'''

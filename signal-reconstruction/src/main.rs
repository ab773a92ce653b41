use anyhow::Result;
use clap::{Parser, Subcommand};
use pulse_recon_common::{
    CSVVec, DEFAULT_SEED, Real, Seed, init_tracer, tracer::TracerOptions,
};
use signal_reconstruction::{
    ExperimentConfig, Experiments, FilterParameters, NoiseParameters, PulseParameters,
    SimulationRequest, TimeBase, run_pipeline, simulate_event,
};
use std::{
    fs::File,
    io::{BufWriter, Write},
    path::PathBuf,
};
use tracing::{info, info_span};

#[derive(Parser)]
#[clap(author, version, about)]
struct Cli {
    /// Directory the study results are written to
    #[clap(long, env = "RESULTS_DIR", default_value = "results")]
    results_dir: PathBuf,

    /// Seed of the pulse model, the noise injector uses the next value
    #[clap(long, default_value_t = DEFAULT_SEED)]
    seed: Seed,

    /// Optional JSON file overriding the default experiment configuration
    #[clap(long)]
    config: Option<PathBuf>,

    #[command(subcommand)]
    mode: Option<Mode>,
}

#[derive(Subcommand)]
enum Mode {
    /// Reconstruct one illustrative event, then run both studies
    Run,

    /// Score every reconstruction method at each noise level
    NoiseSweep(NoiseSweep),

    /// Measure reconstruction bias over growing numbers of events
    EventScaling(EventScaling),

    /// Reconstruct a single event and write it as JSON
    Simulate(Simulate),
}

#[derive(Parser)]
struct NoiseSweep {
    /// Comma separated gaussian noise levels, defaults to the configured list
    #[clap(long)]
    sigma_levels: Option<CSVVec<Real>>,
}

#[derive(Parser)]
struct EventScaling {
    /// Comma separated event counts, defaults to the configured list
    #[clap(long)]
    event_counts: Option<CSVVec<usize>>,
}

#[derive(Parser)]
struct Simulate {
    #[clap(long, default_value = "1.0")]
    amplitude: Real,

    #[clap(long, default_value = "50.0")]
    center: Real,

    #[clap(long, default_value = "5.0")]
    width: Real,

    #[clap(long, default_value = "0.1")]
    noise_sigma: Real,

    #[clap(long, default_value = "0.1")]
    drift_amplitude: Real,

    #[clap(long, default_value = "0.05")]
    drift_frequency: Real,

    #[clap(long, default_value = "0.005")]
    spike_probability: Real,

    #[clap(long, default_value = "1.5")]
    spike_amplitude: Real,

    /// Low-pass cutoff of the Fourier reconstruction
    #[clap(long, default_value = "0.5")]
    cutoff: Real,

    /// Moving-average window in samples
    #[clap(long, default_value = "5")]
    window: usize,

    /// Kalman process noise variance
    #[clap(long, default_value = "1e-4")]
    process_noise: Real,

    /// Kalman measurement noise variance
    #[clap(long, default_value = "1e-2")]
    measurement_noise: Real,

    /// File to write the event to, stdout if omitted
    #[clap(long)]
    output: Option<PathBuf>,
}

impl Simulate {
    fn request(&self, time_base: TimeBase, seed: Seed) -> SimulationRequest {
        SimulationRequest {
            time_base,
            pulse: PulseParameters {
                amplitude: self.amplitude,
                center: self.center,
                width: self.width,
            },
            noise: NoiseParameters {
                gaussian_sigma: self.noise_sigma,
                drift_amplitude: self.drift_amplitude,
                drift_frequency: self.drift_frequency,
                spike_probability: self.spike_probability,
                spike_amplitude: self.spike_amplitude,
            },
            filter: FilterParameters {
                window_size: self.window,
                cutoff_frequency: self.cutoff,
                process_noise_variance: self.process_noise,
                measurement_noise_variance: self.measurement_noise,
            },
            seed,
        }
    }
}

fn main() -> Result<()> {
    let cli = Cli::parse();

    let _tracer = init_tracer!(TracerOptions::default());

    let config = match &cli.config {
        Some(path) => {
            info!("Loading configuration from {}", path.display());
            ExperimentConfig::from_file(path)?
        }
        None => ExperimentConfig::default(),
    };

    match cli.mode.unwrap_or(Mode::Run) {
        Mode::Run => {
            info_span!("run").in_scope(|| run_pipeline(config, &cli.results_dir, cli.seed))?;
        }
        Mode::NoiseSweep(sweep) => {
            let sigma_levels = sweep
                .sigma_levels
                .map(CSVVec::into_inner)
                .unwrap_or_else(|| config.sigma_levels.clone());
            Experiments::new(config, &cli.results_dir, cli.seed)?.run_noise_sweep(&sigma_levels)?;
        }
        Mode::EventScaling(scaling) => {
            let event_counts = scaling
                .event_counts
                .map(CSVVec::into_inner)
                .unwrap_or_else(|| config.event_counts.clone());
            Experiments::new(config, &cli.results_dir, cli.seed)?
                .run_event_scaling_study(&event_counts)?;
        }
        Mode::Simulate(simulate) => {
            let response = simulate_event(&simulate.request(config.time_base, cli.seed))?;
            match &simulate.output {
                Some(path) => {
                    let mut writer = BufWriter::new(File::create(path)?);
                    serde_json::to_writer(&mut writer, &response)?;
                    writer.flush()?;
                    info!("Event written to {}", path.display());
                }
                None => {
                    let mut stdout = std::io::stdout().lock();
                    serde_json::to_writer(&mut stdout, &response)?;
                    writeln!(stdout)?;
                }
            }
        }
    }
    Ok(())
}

'''
'''

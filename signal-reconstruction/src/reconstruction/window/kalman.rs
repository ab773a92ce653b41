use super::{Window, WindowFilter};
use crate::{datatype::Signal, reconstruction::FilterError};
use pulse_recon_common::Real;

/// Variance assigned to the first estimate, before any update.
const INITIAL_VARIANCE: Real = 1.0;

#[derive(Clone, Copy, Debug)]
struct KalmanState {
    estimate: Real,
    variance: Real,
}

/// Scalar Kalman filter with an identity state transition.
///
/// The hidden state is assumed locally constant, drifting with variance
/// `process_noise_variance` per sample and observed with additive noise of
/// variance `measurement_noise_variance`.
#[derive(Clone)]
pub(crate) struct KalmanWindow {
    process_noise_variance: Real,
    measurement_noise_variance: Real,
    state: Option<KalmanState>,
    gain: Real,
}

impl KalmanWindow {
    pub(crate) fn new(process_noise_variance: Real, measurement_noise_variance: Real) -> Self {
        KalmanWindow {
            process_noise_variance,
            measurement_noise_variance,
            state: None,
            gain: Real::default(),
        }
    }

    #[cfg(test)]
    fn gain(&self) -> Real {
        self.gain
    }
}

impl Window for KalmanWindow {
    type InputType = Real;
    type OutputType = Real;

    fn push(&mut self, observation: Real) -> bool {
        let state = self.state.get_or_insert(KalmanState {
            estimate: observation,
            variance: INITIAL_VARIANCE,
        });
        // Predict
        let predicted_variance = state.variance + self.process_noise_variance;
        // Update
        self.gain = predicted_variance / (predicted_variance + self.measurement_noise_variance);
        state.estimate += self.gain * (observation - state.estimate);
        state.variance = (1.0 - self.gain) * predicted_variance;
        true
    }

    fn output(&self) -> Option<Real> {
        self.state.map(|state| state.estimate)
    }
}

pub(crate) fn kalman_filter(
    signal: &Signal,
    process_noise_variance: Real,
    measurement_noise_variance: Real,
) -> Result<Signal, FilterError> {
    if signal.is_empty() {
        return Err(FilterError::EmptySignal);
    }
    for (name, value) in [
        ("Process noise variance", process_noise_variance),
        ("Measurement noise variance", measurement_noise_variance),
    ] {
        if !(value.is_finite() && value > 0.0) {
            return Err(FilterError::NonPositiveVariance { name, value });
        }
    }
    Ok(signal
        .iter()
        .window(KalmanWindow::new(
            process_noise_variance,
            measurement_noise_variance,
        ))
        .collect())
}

'''

TASK OBJECTIVE
Only the lines above starting at the one containing "the next value" and ending at the one containing "fn request(&self, time_base: TimeBase, seed: Seed)", both included, are to be returned, exactly as they read.

WRITTEN REPLY
    /// Seed of the pulse model, the noise injector uses the next value
    #[clap(long, default_value_t = DEFAULT_SEED)]
    seed: Seed,

    /// Optional JSON file overriding the default experiment configuration
    #[clap(long)]
    config: Option<PathBuf>,

    #[command(subcommand)]
    mode: Option<Mode>,
}

#[derive(Subcommand)]
enum Mode {
    /// Reconstruct one illustrative event, then run both studies
    Run,

    /// Score every reconstruction method at each noise level
    NoiseSweep(NoiseSweep),

    /// Measure reconstruction bias over growing numbers of events
    EventScaling(EventScaling),

    /// Reconstruct a single event and write it as JSON
    Simulate(Simulate),
}

#[derive(Parser)]
struct NoiseSweep {
    /// Comma separated gaussian noise levels, defaults to the configured list
    #[clap(long)]
    sigma_levels: Option<CSVVec<Real>>,
}

#[derive(Parser)]
struct EventScaling {
    /// Comma separated event counts, defaults to the configured list
    #[clap(long)]
    event_counts: Option<CSVVec<usize>>,
}

#[derive(Parser)]
struct Simulate {
    #[clap(long, default_value = "1.0")]
    amplitude: Real,

    #[clap(long, default_value = "50.0")]
    center: Real,

    #[clap(long, default_value = "5.0")]
    width: Real,

    #[clap(long, default_value = "0.1")]
    noise_sigma: Real,

    #[clap(long, default_value = "0.1")]
    drift_amplitude: Real,

    #[clap(long, default_value = "0.05")]
    drift_frequency: Real,

    #[clap(long, default_value = "0.005")]
    spike_probability: Real,

    #[clap(long, default_value = "1.5")]
    spike_amplitude: Real,

    /// Low-pass cutoff of the Fourier reconstruction
    #[clap(long, default_value = "0.5")]
    cutoff: Real,

    /// Moving-average window in samples
    #[clap(long, default_value = "5")]
    window: usize,

    /// Kalman process noise variance
    #[clap(long, default_value = "1e-4")]
    process_noise: Real,

    /// Kalman measurement noise variance
    #[clap(long, default_value = "1e-2")]
    measurement_noise: Real,

    /// File to write the event to, stdout if omitted
    #[clap(long)]
    output: Option<PathBuf>,
}

impl Simulate {
    fn request(&self, time_base: TimeBase, seed: Seed) -> SimulationRequest {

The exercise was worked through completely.